Auf einer Versammlung der Deutschen demokratischen Partei fordert Handwerkskammersekretär Herrmann einen deutschen Staat, „in dem die Vorherrschaft Preußens endgültig aufgehört hat“. Andererseits beschreibt er drängende Gegenwartsprobleme: Staat, Bundesstaat und Gemeinden sollten den Mittelstand „durch Arbeitsbeschaffung unterstützen“, heißt es im Teckboten vom 2. Januar 1919. Hinzu komme „die Frage der Beschaffung von Rohstoffen und Halbfabrikaten für Industrie und Handwerk“. Hier hofft der Redner auf baldige Milderung, „da die Kriegsrohstoffabteilung des Kriegsministeriums noch über gewaltige Mengen von Rohstoffen, Halb- und Fertigfabrikaten verfügt“. Zu bedenken sind allerdings noch „die ungeheuerlichen Transportschwierigkeiten“.

Erstaunlich ist, dass das Leben zu funktionieren scheint, denn der Krieg ist noch keine zwei Monate beendet. Der Verein „Schwäbisches Bürgerheim“, dem die Stadt Kirchheim als Mitglied beigetreten ist, „hat es sich zur Aufgabe gesetzt, bedürftigen Kriegsteilnehmern, welche sich kurz vor, während und nach dem Kriege verheiratet haben bezw. verheiraten werden, die erforderliche erstmalige Ausstattung in gediegener Ausführung zu angemessenem Preise und unter günstigen Zahlungsbedingungen zu vermitteln“.

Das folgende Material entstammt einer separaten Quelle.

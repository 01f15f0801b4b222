//! Property-based tests for matrix value semantics.

#[cfg(test)]
mod tests {
    use proptest::prelude::*;

    use crate::{Matrix2D, MatrixError};

    // Strategy for generating small matrices with arbitrary contents
    fn small_matrix() -> impl Strategy<Value = Matrix2D> {
        (1usize..=6, 1usize..=6).prop_flat_map(|(rows, cols)| {
            proptest::collection::vec(proptest::collection::vec(-999i32..999, cols), rows)
                .prop_map(|rows| Matrix2D::from_rows(rows).unwrap())
        })
    }

    proptest! {
        #[test]
        fn non_positive_rows_rejected(rows in -50isize..=0, cols in -50isize..50) {
            let is_rows_error = matches!(
                Matrix2D::new(rows, cols),
                Err(MatrixError::InvalidDimension { axis: crate::Axis::Rows, .. })
            );
            prop_assert!(is_rows_error);
        }

        #[test]
        fn non_positive_cols_rejected(rows in 1isize..50, cols in -50isize..=0) {
            let is_cols_error = matches!(
                Matrix2D::new(rows, cols),
                Err(MatrixError::InvalidDimension { axis: crate::Axis::Columns, .. })
            );
            prop_assert!(is_cols_error);
        }

        #[test]
        fn fresh_matrix_is_zero(rows in 1isize..20, cols in 1isize..20) {
            let m = Matrix2D::new(rows, cols).unwrap();
            prop_assert_eq!(m.len(), (rows * cols) as usize);
            prop_assert!(m.as_slice().iter().all(|&v| v == 0));
        }

        #[test]
        fn at_respects_bounds(m in small_matrix(), r in -3isize..9, c in -3isize..9) {
            let in_range = r >= 0
                && c >= 0
                && (r as usize) < m.num_rows()
                && (c as usize) < m.num_cols();
            prop_assert_eq!(m.at(r, c).is_ok(), in_range);
        }

        #[test]
        fn at_mut_is_visible(mut m in small_matrix(), value in any::<i32>()) {
            let r = (m.num_rows() - 1) as isize;
            let c = (m.num_cols() - 1) as isize;
            *m.at_mut(r, c).unwrap() = value;
            prop_assert_eq!(m.at(r, c).unwrap(), value);
        }

        #[test]
        fn clone_is_independent(m in small_matrix(), value in any::<i32>()) {
            let snapshot = m.as_slice().to_vec();
            let mut copy = m.clone();
            *copy.at_mut(0, 0).unwrap() = value;
            prop_assert_eq!(m.as_slice(), snapshot.as_slice());
        }

        #[test]
        fn ne_is_negation_of_eq(a in small_matrix(), b in small_matrix()) {
            prop_assert_eq!(a != b, !(a == b));
            let same_shape = a.num_rows() == b.num_rows() && a.num_cols() == b.num_cols();
            prop_assert_eq!(a == b, same_shape && a.as_slice() == b.as_slice());
        }

        #[test]
        fn assign_makes_equal(mut a in small_matrix(), b in small_matrix()) {
            a.assign_from(&b);
            prop_assert_eq!(a, b);
        }

        #[test]
        fn text_round_trip(m in small_matrix()) {
            let mut copy = Matrix2D::new(m.num_rows() as isize, m.num_cols() as isize).unwrap();
            copy.read_from_str(&m.to_string()).unwrap();
            prop_assert_eq!(copy, m);
        }
    }
}
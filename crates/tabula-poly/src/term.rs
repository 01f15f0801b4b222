//! Single monomials `c * x^e`.

use std::cmp::Ordering;
use std::hash::{Hash, Hasher};
use std::ops::Neg;

/// A single term of a univariate polynomial.
///
/// Two terms are equal when their exponents are equal; the coefficient plays
/// no part in equality, hashing or ordering. This is what lets a polynomial
/// find "the term for x^e" by ordinary comparison.
#[derive(Clone, Copy, Debug, Default)]
pub struct Term {
    coefficient: f64,
    exponent: i32,
}

impl Term {
    /// Creates the term `coefficient * x^exponent`.
    #[must_use]
    pub const fn new(coefficient: f64, exponent: i32) -> Self {
        Self {
            coefficient,
            exponent,
        }
    }

    /// Returns the coefficient.
    #[must_use]
    pub const fn coefficient(&self) -> f64 {
        self.coefficient
    }

    /// Returns the exponent.
    #[must_use]
    pub const fn exponent(&self) -> i32 {
        self.exponent
    }

    /// Sets the coefficient.
    pub fn set_coefficient(&mut self, coefficient: f64) {
        self.coefficient = coefficient;
    }

    /// Sets the exponent.
    pub fn set_exponent(&mut self, exponent: i32) {
        self.exponent = exponent;
    }

    /// Adds `delta` to the coefficient in place.
    pub(crate) fn accumulate(&mut self, delta: f64) {
        self.coefficient += delta;
    }
}

impl PartialEq for Term {
    fn eq(&self, other: &Self) -> bool {
        self.exponent == other.exponent
    }
}

impl Eq for Term {}

impl Hash for Term {
    fn hash<H: Hasher>(&self, state: &mut H) {
        self.exponent.hash(state);
    }
}

impl PartialOrd for Term {
    fn partial_cmp(&self, other: &Self) -> Option<Ordering> {
        Some(self.cmp(other))
    }
}

impl Ord for Term {
    fn cmp(&self, other: &Self) -> Ordering {
        self.exponent.cmp(&other.exponent)
    }
}

impl Neg for Term {
    type Output = Term;

    fn neg(self) -> Term {
        Term::new(-self.coefficient, self.exponent)
    }
}

impl From<(f64, i32)> for Term {
    fn from((coefficient, exponent): (f64, i32)) -> Self {
        Self::new(coefficient, exponent)
    }
}

#[cfg(test)]
mod tests {
    use super::*;
    use std::collections::HashSet;

    #[test]
    fn test_default() {
        let t = Term::default();
        assert_eq!(t.coefficient(), 0.0);
        assert_eq!(t.exponent(), 0);
    }

    #[test]
    fn test_equality_ignores_coefficient() {
        assert_eq!(Term::new(2.0, 3), Term::new(-7.5, 3));
        assert_ne!(Term::new(2.0, 3), Term::new(2.0, 2));
    }

    #[test]
    fn test_hash_follows_exponent() {
        let set: HashSet<Term> = [Term::new(1.0, 2), Term::new(5.0, 2), Term::new(1.0, 0)]
            .into_iter()
            .collect();
        assert_eq!(set.len(), 2);
    }

    #[test]
    fn test_setters_and_neg() {
        let mut t = Term::new(1.0, 1);
        t.set_coefficient(4.0);
        t.set_exponent(6);
        let n = -t;
        assert_eq!(n.coefficient(), -4.0);
        assert_eq!(n.exponent(), 6);
    }

    #[test]
    fn test_ordering() {
        let mut terms = vec![Term::new(1.0, 0), Term::new(1.0, 4), Term::new(1.0, 2)];
        terms.sort_by(|a, b| b.cmp(a));
        let exps: Vec<_> = terms.iter().map(Term::exponent).collect();
        assert_eq!(exps, vec![4, 2, 0]);
    }
}
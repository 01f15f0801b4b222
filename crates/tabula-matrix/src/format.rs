//! Text layout options for writing matrices.

/// Field width used when none is configured.
pub const DEFAULT_FIELD_WIDTH: usize = 5;

/// Formatting configuration for [`Matrix2D::write_with`](crate::Matrix2D::write_with).
#[derive(Clone, Copy, PartialEq, Eq, Debug)]
pub struct MatrixFormat {
    /// Minimum width of each element; values are right-aligned within it.
    pub field_width: usize,
}

impl Default for MatrixFormat {
    fn default() -> Self {
        Self {
            field_width: DEFAULT_FIELD_WIDTH,
        }
    }
}

impl MatrixFormat {
    /// Sets the field width.
    #[must_use]
    pub fn with_field_width(mut self, field_width: usize) -> Self {
        self.field_width = field_width;
        self
    }
}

Musik erleichtert „schweres Los“

Konkreter wird am selben Tag - Freitag, 3. Januar 1919 - von einem Fall aus dem Oberamt Kirchheim geschrieben: In Roßwälden gab es am letzten Sonntag im alten Jahr eine Feier für Kriegsheimkehrer. Einer davon war „der Kriegsblinde Georg Bauer“. Da er sich „sein schweres Los durch Musik zu erleichtern sucht, wurden ihm durch Gaben der Krieger und Festteilnehmer 200 Mk. zur Beschaffung einer Violine und Flöte übergeben“. Gedankt wird auf der Feier aber nicht nur den Soldaten, die ihr Leben für „die liebe Heimat“ einsetzten, sondern „auch den Frauen und Alten, die in Abwesenheit der Männer unter Einsatz aller Kräfte die landwirtschaftlichen Betriebe weiter bewirtschafteten und die nötigen Lebensmittel zum Durchhalten erzeugten“. Aber auch hier gilt der Blick letztlich einer demokratischen Zukunft, denn es ergeht die „Bitte und Aufforderung an die Krieger, an der Wiederaufrichtung der staatlichen Ordnung und Volkswirtschaft mitzuhelfen“.